“You are Peter, and upon this rock I will build my church, and the gates of the netherworld shall not prevail against it. I will give you the keys to the kingdom of heaven.”
As well as being found in the Gospel and inscribed around Michelangelo’s dome at St. Peter’s Basilica, these words were the first proclaimed at this weekend’s consistory for the elevation of twenty-two new cardinals, including two American bishops, Cardinal Timothy Dolan of New York and Cardinal Edwin O’Brien of Baltimore. These words marked the theme and this event made the pinnacle of the past two weekends, which for the students of Bernardi have been an unofficial official celebration of Peter the Apostle, his office and those who have filled it, and the teaching authority of the Apostolic Church.
We started this celebration in a particularly unique and fortunate way with the Confirmation of Joe Boyle, our youngest companion here in Rome. This sacrament was bestowed in the context of a liturgy presided by Cardinal Raymond Burke, and is itself a manifestation of the apostolic authority handed to Peter by Christ, from whom in an unbroken line Cardinal Burke receives his authority. All the members of this line have been guided by the Holy Spirit; now Joe Boyle, having perfected what was begun in his baptism, will be guided by the Holy Spirit in spreading the Gospel as a full member of the Church.
The following day we attended mass as a group at the Basilica of St. John Lateran, the pope’s official ecclesiastical seat as Bishop of Rome, with a choir of St. Thomas students and our very own Joe Campbell on the organ.
Then came this weekend, with Saturday’s consistory and Sunday’s mass. I arrived with other students at both events around six o’clock in the morning, and as a result we were able to sit inside the Basilica for both. After the consistory Saturday, the American cardinals had a reception at the North American College up the hill where we met and congratulated them. We met many of the other cardinals at a similar event in the papal palace. The frescoes and statues covering nearly every inch of those walls were spectacular: a fitting reception hall for the cardinals, princes of the church, and a fitting home for the pope, steward of the King.

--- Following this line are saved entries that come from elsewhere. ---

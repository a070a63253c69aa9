//! Share page extraction
//!
//! Each turn container holds at most one user query and one assistant
//! response. Turns are emitted in document order, user before assistant:
//!
//! - the user turn is the trimmed inner text of the query; empty queries are
//!   dropped
//! - the assistant turn keeps both the inner text and the inner HTML; it is
//!   dropped only when both are empty
//!
//! The page address comes from `<link rel="canonical">` or
//! `<meta property="og:url">` unless the caller supplies one.

use super::TranscriptExtractor;
use crate::dom::{self, attr, descendant_elements, inner_html, inner_text, is_element, Selector};
use crate::error::ExportError;
use crate::transcript::{Transcript, Turn};
use std::path::{Path, PathBuf};
use tracing::{debug, info, warn};

/// Selectors locating the parts of a share page.
#[derive(Debug, Clone, PartialEq, Eq)]
pub struct ExtractSelectors {
    pub turn: String,
    pub user_text: String,
    pub assistant: String,
    pub title: String,
}

impl Default for ExtractSelectors {
    fn default() -> Self {
        Self {
            turn: "share-turn-viewer".to_string(),
            user_text: "user-query .query-text".to_string(),
            assistant: "response-container message-content .markdown".to_string(),
            title: ".share-title-section h1".to_string(),
        }
    }
}

struct CompiledSelectors {
    turn: Selector,
    user_text: Selector,
    assistant: Selector,
    title: Selector,
}

impl CompiledSelectors {
    fn compile(selectors: &ExtractSelectors) -> Result<Self, ExportError> {
        Ok(Self {
            turn: Selector::parse(&selectors.turn)?,
            user_text: Selector::parse(&selectors.user_text)?,
            assistant: Selector::parse(&selectors.assistant)?,
            title: Selector::parse(&selectors.title)?,
        })
    }
}

#[derive(Debug, Clone)]
pub struct HtmlTranscriptExtractor {
    html: String,
    source: Option<PathBuf>,
    selectors: ExtractSelectors,
    url: Option<String>,
}

impl HtmlTranscriptExtractor {
    pub fn new(html: impl Into<String>) -> Self {
        Self {
            html: html.into(),
            source: None,
            selectors: ExtractSelectors::default(),
            url: None,
        }
    }

    /// Read a saved page from disk.
    pub fn from_path(path: impl AsRef<Path>) -> Result<Self, ExportError> {
        let path = path.as_ref();
        let html = std::fs::read_to_string(path).map_err(|e| ExportError::Input {
            path: path.to_path_buf(),
            reason: e.to_string(),
        })?;
        let mut extractor = Self::new(html);
        extractor.source = Some(path.to_path_buf());
        Ok(extractor)
    }

    pub fn with_selectors(mut self, selectors: ExtractSelectors) -> Self {
        self.selectors = selectors;
        self
    }

    /// Use `url` instead of the address found in the page.
    pub fn with_url(mut self, url: impl Into<String>) -> Self {
        self.url = Some(url.into());
        self
    }

    fn input_error(&self, reason: String) -> ExportError {
        ExportError::Input {
            path: self.source.clone().unwrap_or_default(),
            reason,
        }
    }
}

impl TranscriptExtractor for HtmlTranscriptExtractor {
    fn extract(&self) -> Result<Transcript, ExportError> {
        let selectors = CompiledSelectors::compile(&self.selectors)?;
        let document = dom::parse_html(&self.html);
        let root = &document.document;

        let containers = selectors.turn.query_all(root);
        let mut turns = Vec::new();

        for container in &containers {
            if let Some(query) = selectors.user_text.query_first(container) {
                let text = inner_text(&query);
                if !text.is_empty() {
                    turns.push(Turn::user(text));
                }
            }

            if let Some(response) = selectors.assistant.query_first(container) {
                let markup = inner_html(&response)
                    .map_err(|e| self.input_error(format!("cannot serialize response: {e}")))?
                    .trim()
                    .to_string();
                let text = inner_text(&response);
                if !markup.is_empty() || !text.is_empty() {
                    let markup = (!markup.is_empty()).then_some(markup);
                    turns.push(Turn::assistant(text, markup));
                }
            }
        }

        debug!(
            "Found {} turn containers with '{}'",
            containers.len(),
            selectors.turn.as_str()
        );
        if turns.is_empty() && !containers.is_empty() {
            warn!(
                "Turn containers found but no messages extracted; selectors may be outdated: user='{}', assistant='{}'",
                selectors.user_text.as_str(),
                selectors.assistant.as_str()
            );
        }

        let title = selectors
            .title
            .query_first(root)
            .map(|h| dom::text_content(&h).trim().to_string())
            .unwrap_or_default();

        let url = self
            .url
            .clone()
            .or_else(|| page_address(root))
            .unwrap_or_default();

        info!("Extracted {} messages from share page", turns.len());
        Ok(Transcript { title, url, turns })
    }
}

/// Canonical address declared by the page itself.
fn page_address(root: &markup5ever_rcdom::Handle) -> Option<String> {
    let elements = descendant_elements(root);

    let canonical = elements.iter().find_map(|e| {
        let is_canonical = is_element(e, "link")
            && attr(e, "rel").is_some_and(|rel| {
                rel.split_whitespace()
                    .any(|r| r.eq_ignore_ascii_case("canonical"))
            });
        if is_canonical {
            attr(e, "href")
        } else {
            None
        }
    });

    canonical
        .or_else(|| {
            elements.iter().find_map(|e| {
                if is_element(e, "meta") && attr(e, "property").as_deref() == Some("og:url") {
                    attr(e, "content")
                } else {
                    None
                }
            })
        })
        .filter(|url| !url.trim().is_empty())
}
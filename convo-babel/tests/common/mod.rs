//! Shared helpers for integration tests.

use std::path::PathBuf;

/// Path of `tests/<area>/fixtures/<name>`.
pub fn fixture_path(area: &str, name: &str) -> PathBuf {
    PathBuf::from(env!("CARGO_MANIFEST_DIR"))
        .join("tests")
        .join(area)
        .join("fixtures")
        .join(name)
}

pub fn load_fixture(area: &str, name: &str) -> String {
    let path = fixture_path(area, name);
    std::fs::read_to_string(&path)
        .unwrap_or_else(|e| panic!("cannot read fixture {}: {e}", path.display()))
}
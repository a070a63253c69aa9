//! Error types for export operations
//!
//! Two error types mirror the two failure scopes of an export:
//!
//! * [`ExportError`] is fatal for one download attempt. It is surfaced to the
//!   user and no artifact is delivered.
//! * [`RenderError`] is local to one message. The renderer recovers from it by
//!   substituting a fallback block, so it never escapes a document render.

use crate::dom::SelectorError;
use std::path::PathBuf;
use thiserror::Error;

/// Errors that halt an export attempt.
#[derive(Debug, Error)]
pub enum ExportError {
    /// The extractor found no turns.
    #[error("No conversation data found")]
    ExtractionEmpty,

    /// A capability the requested export needs is not available in this build.
    #[error("Required capability '{0}' is not available")]
    DependencyUnavailable(String),

    /// The input document could not be read or decoded.
    #[error("Failed to read input '{path}': {reason}")]
    Input { path: PathBuf, reason: String },

    /// The output stream could not be finalized or written.
    #[error("Failed to finalize output: {reason}")]
    StreamFinalize { reason: String },

    /// Another export is still running on the same exporter.
    #[error("An export is already in progress")]
    Busy,

    /// A format was asked for a direction it does not implement.
    #[error("{0}")]
    Unsupported(String),

    /// A configured page selector could not be parsed.
    #[error(transparent)]
    Selector(#[from] SelectorError),

    /// Rendering failed outside of any single message (header or fallback).
    #[error("Render error: {0}")]
    Render(#[from] RenderError),
}

/// Failures while laying out a single message body.
#[derive(Debug, Clone, PartialEq, Error)]
pub enum RenderError {
    /// The requested indent leaves no horizontal room for text.
    #[error("No room for text at indent {indent}pt (content width {available}pt)")]
    NoRoomForText { indent: f32, available: f32 },
}

#[cfg(test)]
mod tests {
    use super::*;

    #[test]
    fn no_room_display_mentions_indent() {
        let e = RenderError::NoRoomForText {
            indent: 600.0,
            available: 512.0,
        };
        let msg = e.to_string();
        assert!(msg.contains("600"), "got: {msg}");
        assert!(msg.contains("512"), "got: {msg}");
    }

    #[test]
    fn render_error_converts_into_export_error() {
        let e: ExportError = RenderError::NoRoomForText {
            indent: 700.0,
            available: 512.0,
        }
        .into();
        assert!(matches!(e, ExportError::Render(_)));
        assert!(e.to_string().contains("700"));
    }

    #[test]
    fn extraction_empty_matches_user_notice() {
        assert_eq!(
            ExportError::ExtractionEmpty.to_string(),
            "No conversation data found"
        );
    }
}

Equally (if not more) jubilant was Sunday’s mass, which consisted of the liturgy on the altar above the tomb of Peter, in the Basilica of Peter, celebrating the actual official Feast of the Chair of St. Peter, which was moved from Wednesday to Sunday for the special occasion of the Consistory. The 1500-year-old statue of St. Peter came to life, decked in amice, alb, tiara, stole, cope and ring. Oh, and we saw this guy:
This grand celebration was all the more magnificent for happening in Rome, the city of the Caesars, the philosophers and their gods, all of whom in their absence present a stark contrast to the vitality of the Church. Onlookers at Benedict’s election in 2005 noticed a thoughtful look on the face of a certain Cardinal Francis George. When later asked what he was thinking at that moment, Cardinal George replied,
“I was gazing over toward the Circus Maximus, toward the Palatine Hill where the Roman Emperors once resided and reigned and looked down upon the persecution of Christians, and I thought, ‘Where are their successors? Where is the successor of Caesar Augustus? Where is the successor of Marcus Aurelius? And finally, who cares? But if you want to see the successor of Peter, he is right next to me, smiling and waving at the crowds.”
Upon this rock, He built his Church. And the gates of the netherworld shall not prevail against it.